▶ _Task goal_
When the line containing "repository d03710c573599f8a" appears in the data below, begin copying there and stop only after the line containing "single mailbox frame".
:: Data shown
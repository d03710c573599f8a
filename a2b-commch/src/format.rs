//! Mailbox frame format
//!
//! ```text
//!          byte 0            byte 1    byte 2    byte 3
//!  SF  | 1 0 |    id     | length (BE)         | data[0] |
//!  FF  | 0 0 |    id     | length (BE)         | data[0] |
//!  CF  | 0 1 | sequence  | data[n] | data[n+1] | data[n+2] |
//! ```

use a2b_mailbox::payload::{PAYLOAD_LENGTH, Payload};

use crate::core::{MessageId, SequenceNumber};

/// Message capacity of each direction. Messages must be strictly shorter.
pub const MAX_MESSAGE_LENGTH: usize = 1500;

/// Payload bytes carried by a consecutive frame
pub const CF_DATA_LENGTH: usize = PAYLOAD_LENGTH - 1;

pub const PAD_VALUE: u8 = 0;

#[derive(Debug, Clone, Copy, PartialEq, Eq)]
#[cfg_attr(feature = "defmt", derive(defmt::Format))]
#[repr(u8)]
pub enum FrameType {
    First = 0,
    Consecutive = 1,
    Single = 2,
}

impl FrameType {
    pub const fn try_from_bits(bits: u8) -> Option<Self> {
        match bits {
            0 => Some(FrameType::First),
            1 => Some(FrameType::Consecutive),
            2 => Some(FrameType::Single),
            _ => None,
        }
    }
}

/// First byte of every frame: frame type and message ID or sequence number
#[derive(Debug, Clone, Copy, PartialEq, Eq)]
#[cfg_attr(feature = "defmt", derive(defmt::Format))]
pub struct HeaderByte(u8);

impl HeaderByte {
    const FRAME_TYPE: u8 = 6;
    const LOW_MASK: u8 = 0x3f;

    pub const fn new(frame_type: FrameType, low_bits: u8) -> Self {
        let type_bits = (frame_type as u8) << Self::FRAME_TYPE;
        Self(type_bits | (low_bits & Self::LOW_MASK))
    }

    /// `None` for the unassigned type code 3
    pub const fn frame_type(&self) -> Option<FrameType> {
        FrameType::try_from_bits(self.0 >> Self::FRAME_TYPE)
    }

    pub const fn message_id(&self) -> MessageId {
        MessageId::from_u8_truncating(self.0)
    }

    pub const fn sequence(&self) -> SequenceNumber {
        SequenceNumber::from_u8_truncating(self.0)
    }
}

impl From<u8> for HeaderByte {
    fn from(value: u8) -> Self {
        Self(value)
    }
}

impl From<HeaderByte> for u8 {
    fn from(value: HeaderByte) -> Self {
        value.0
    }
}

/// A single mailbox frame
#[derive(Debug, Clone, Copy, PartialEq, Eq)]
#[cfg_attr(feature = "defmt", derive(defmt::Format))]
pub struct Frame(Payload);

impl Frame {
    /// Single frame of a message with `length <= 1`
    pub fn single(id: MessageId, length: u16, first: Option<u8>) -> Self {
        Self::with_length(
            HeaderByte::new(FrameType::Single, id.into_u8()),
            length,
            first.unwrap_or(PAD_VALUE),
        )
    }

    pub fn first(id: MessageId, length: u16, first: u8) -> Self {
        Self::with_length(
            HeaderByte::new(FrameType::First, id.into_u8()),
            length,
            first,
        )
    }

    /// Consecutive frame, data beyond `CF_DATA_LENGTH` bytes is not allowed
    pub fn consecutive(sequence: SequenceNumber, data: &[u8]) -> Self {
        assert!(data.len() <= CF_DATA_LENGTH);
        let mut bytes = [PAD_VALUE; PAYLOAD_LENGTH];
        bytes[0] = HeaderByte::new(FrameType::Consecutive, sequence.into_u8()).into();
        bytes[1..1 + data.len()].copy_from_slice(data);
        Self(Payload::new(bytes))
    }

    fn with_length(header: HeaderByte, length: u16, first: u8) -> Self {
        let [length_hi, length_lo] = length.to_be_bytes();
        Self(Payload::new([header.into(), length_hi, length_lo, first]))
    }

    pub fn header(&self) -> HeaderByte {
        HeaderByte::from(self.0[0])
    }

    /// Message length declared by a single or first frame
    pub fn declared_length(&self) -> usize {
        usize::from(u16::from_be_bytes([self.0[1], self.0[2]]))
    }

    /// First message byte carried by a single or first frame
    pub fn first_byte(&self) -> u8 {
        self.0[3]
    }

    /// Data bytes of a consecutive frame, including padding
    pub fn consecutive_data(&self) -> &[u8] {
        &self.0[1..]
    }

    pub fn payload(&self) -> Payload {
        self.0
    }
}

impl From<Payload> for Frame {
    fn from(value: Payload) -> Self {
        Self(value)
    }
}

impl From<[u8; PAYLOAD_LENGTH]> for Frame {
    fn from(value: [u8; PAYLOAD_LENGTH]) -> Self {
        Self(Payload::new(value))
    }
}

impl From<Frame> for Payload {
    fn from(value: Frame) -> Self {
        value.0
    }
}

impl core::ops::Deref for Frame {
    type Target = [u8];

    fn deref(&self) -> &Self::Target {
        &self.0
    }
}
::::
:: Data shown
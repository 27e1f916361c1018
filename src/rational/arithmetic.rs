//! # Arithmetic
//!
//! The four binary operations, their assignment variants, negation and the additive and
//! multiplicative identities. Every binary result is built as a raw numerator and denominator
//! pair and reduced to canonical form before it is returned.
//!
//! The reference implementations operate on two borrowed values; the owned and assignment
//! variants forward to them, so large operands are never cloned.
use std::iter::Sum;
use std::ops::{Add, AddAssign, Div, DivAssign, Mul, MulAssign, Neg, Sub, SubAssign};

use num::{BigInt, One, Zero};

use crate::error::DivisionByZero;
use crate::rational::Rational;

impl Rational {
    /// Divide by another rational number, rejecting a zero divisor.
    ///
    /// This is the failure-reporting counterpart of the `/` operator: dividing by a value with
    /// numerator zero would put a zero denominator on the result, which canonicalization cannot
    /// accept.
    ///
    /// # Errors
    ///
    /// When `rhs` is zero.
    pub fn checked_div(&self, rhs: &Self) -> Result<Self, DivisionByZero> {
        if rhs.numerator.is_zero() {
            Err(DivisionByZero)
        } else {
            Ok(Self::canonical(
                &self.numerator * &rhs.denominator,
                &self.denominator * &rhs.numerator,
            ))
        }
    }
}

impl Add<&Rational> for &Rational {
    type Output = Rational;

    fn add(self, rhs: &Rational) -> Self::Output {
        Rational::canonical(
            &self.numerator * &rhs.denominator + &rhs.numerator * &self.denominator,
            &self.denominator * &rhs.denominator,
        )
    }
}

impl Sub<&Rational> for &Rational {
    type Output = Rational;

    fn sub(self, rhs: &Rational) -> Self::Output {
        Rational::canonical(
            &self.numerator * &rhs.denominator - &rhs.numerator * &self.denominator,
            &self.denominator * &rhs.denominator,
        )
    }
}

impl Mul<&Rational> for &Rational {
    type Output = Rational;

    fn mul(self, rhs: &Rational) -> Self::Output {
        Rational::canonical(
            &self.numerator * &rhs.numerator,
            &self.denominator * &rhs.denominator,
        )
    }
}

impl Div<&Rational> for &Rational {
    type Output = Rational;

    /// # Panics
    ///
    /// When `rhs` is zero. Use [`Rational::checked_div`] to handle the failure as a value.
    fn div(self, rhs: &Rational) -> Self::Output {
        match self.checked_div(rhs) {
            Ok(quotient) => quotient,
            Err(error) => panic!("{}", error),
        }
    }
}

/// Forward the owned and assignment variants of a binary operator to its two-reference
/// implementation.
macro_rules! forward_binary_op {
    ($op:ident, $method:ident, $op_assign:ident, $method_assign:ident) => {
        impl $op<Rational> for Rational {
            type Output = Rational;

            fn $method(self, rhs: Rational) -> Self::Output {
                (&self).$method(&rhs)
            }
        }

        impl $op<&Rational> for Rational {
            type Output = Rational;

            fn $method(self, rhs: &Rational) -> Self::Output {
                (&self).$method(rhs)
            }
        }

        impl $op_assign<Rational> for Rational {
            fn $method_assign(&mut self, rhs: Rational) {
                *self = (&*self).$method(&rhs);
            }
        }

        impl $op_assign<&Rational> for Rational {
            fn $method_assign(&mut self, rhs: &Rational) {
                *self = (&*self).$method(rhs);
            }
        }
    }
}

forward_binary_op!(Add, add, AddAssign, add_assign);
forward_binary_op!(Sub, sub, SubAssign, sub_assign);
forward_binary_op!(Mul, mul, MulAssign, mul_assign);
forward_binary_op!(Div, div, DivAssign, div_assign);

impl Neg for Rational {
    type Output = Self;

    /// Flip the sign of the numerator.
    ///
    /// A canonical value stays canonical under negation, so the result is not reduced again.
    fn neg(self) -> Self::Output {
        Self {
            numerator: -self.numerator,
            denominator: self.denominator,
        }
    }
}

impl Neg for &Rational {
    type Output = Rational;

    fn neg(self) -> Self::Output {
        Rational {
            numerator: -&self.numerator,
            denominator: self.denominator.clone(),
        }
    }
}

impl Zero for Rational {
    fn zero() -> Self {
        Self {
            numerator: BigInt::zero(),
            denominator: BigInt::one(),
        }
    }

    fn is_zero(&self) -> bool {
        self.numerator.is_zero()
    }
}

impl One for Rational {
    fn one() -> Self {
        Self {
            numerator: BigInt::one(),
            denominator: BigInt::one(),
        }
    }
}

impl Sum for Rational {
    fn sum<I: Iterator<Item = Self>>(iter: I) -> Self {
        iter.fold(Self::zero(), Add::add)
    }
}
::::
▶ _Answer to the exercise_
repository d03710c573599f8a
filename a2b-commch/src/format.rs
//! Mailbox frame format
//!
//! ```text
//!          byte 0            byte 1    byte 2    byte 3
//!  SF  | 1 0 |    id     | length (BE)         | data[0] |
//!  FF  | 0 0 |    id     | length (BE)         | data[0] |
//!  CF  | 0 1 | sequence  | data[n] | data[n+1] | data[n+2] |
//! ```

use a2b_mailbox::payload::{PAYLOAD_LENGTH, Payload};

use crate::core::{MessageId, SequenceNumber};

/// Message capacity of each direction. Messages must be strictly shorter.
pub const MAX_MESSAGE_LENGTH: usize = 1500;

/// Payload bytes carried by a consecutive frame
pub const CF_DATA_LENGTH: usize = PAYLOAD_LENGTH - 1;

pub const PAD_VALUE: u8 = 0;

#[derive(Debug, Clone, Copy, PartialEq, Eq)]
#[cfg_attr(feature = "defmt", derive(defmt::Format))]
#[repr(u8)]
pub enum FrameType {
    First = 0,
    Consecutive = 1,
    Single = 2,
}

impl FrameType {
    pub const fn try_from_bits(bits: u8) -> Option<Self> {
        match bits {
            0 => Some(FrameType::First),
            1 => Some(FrameType::Consecutive),
            2 => Some(FrameType::Single),
            _ => None,
        }
    }
}

/// First byte of every frame: frame type and message ID or sequence number
#[derive(Debug, Clone, Copy, PartialEq, Eq)]
#[cfg_attr(feature = "defmt", derive(defmt::Format))]
pub struct HeaderByte(u8);

impl HeaderByte {
    const FRAME_TYPE: u8 = 6;
    const LOW_MASK: u8 = 0x3f;

    pub const fn new(frame_type: FrameType, low_bits: u8) -> Self {
        let type_bits = (frame_type as u8) << Self::FRAME_TYPE;
        Self(type_bits | (low_bits & Self::LOW_MASK))
    }

    /// `None` for the unassigned type code 3
    pub const fn frame_type(&self) -> Option<FrameType> {
        FrameType::try_from_bits(self.0 >> Self::FRAME_TYPE)
    }

    pub const fn message_id(&self) -> MessageId {
        MessageId::from_u8_truncating(self.0)
    }

    pub const fn sequence(&self) -> SequenceNumber {
        SequenceNumber::from_u8_truncating(self.0)
    }
}

impl From<u8> for HeaderByte {
    fn from(value: u8) -> Self {
        Self(value)
    }
}

impl From<HeaderByte> for u8 {
    fn from(value: HeaderByte) -> Self {
        value.0
    }
}

/// A single mailbox frame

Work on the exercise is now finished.